**What is required**
Among the entries below, how many lines contain the string "bool"? Reply with that number alone.
[Records shown — start]
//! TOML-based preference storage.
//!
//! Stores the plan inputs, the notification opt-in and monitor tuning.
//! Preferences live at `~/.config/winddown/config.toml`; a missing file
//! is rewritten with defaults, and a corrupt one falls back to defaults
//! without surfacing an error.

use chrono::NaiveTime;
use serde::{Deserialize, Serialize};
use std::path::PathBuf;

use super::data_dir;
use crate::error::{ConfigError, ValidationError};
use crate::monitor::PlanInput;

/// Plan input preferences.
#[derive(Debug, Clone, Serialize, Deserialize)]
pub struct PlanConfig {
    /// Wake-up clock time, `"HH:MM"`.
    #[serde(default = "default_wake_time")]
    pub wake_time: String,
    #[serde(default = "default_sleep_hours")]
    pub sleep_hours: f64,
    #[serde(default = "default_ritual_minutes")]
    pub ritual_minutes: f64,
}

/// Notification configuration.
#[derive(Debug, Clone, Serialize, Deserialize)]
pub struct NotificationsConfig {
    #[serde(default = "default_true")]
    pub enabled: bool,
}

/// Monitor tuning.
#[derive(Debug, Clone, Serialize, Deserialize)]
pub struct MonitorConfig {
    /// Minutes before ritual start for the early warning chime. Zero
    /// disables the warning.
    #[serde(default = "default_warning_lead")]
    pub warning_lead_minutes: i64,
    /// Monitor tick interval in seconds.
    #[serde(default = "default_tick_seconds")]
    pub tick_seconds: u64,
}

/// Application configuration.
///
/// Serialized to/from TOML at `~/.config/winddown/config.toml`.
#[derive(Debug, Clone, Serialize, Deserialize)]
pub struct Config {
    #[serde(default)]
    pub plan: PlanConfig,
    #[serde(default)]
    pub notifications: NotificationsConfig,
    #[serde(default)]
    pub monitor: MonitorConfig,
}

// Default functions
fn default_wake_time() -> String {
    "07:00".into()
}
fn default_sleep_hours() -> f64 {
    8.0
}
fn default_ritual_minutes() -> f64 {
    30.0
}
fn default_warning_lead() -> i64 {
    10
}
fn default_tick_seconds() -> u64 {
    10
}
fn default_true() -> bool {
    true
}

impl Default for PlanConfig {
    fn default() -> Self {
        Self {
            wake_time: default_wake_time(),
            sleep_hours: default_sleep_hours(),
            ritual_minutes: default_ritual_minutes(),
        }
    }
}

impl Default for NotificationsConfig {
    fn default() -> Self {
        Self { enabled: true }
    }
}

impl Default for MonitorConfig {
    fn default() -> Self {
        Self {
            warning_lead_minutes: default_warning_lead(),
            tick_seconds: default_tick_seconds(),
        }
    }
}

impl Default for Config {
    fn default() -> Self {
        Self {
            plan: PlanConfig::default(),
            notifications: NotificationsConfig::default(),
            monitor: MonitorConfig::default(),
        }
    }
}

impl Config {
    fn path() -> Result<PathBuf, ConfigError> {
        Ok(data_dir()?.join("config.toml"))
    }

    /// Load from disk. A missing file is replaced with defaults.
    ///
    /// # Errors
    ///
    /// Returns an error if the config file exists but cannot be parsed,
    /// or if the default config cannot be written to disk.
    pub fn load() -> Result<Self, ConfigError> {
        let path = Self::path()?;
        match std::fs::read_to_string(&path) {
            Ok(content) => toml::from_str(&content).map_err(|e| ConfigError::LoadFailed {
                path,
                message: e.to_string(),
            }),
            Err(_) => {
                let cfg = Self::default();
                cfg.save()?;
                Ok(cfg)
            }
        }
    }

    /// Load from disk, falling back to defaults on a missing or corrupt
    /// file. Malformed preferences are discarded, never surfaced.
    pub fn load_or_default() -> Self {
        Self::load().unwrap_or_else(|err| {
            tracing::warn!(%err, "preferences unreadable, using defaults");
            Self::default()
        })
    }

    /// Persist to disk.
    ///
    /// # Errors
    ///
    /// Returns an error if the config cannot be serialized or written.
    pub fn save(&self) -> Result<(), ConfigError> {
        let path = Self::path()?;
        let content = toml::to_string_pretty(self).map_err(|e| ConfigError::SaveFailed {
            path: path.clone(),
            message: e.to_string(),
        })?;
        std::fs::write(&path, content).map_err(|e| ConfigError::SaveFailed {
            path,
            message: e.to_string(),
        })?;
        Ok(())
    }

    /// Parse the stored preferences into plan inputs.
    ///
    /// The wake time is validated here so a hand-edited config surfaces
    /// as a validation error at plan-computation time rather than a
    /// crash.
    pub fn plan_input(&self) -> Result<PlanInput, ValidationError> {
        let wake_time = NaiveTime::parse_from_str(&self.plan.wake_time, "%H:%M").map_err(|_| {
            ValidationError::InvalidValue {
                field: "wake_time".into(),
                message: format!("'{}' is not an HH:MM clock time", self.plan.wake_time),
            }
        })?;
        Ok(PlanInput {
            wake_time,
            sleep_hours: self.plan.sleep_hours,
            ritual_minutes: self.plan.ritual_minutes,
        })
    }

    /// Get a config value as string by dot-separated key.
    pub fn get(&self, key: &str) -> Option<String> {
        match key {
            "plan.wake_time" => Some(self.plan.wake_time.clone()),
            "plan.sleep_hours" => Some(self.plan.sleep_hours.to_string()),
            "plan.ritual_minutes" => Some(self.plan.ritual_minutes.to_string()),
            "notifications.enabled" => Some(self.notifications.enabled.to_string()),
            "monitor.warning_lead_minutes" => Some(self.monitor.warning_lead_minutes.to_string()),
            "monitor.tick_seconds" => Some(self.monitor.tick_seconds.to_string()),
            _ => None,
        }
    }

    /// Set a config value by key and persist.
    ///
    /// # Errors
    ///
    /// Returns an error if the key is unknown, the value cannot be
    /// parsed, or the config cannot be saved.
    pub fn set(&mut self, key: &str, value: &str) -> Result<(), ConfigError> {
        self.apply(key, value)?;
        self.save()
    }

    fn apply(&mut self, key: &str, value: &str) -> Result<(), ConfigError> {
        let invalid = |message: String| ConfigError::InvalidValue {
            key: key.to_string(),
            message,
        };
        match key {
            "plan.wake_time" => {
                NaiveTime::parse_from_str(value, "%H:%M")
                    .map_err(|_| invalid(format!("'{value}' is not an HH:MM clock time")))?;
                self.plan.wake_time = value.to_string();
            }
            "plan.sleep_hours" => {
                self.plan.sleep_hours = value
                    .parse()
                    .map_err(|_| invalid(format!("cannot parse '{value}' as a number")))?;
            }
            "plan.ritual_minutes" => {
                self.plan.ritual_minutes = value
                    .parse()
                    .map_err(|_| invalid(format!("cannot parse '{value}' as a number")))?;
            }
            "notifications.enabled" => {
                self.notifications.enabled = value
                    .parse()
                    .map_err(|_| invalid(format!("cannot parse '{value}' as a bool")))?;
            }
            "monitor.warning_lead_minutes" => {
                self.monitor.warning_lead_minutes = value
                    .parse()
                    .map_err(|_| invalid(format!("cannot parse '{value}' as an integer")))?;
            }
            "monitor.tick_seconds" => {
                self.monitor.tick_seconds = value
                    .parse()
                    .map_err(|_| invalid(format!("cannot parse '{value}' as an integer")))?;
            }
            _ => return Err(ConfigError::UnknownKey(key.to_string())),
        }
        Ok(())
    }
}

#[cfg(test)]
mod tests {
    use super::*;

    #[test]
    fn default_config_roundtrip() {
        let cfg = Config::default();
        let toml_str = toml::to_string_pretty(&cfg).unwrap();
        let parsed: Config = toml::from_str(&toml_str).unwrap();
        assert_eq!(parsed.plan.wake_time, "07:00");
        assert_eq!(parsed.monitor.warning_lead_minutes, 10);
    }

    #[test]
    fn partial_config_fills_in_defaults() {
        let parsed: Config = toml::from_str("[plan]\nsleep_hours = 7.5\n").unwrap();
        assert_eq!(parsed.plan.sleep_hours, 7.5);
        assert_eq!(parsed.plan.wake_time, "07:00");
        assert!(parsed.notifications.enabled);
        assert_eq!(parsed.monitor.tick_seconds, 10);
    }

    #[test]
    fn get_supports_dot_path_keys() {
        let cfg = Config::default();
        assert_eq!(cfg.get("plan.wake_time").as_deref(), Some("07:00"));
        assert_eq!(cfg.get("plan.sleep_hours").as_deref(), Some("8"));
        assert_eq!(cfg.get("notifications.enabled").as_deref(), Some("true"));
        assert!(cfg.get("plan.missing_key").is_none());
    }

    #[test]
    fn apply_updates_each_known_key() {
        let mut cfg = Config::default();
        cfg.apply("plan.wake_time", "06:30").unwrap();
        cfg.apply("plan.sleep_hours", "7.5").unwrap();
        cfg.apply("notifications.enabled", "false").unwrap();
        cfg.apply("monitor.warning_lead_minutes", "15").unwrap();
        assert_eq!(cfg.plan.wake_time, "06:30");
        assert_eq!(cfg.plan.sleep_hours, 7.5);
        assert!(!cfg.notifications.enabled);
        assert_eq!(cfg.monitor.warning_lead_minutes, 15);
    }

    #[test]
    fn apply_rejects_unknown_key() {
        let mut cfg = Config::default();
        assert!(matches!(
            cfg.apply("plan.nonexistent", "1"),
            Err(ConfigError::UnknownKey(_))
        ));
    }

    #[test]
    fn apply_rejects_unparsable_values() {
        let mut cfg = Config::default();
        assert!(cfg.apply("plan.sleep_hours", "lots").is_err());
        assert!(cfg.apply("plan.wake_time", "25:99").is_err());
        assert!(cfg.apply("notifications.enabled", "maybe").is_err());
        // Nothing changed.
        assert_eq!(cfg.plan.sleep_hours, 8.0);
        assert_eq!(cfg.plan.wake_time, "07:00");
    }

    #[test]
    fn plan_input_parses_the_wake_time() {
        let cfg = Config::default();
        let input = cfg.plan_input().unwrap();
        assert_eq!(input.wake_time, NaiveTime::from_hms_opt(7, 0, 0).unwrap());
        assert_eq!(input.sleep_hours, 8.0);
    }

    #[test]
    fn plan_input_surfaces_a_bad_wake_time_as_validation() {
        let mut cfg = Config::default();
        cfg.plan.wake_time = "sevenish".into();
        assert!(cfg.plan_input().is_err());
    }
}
[Records shown — finish]
**Answer box**
3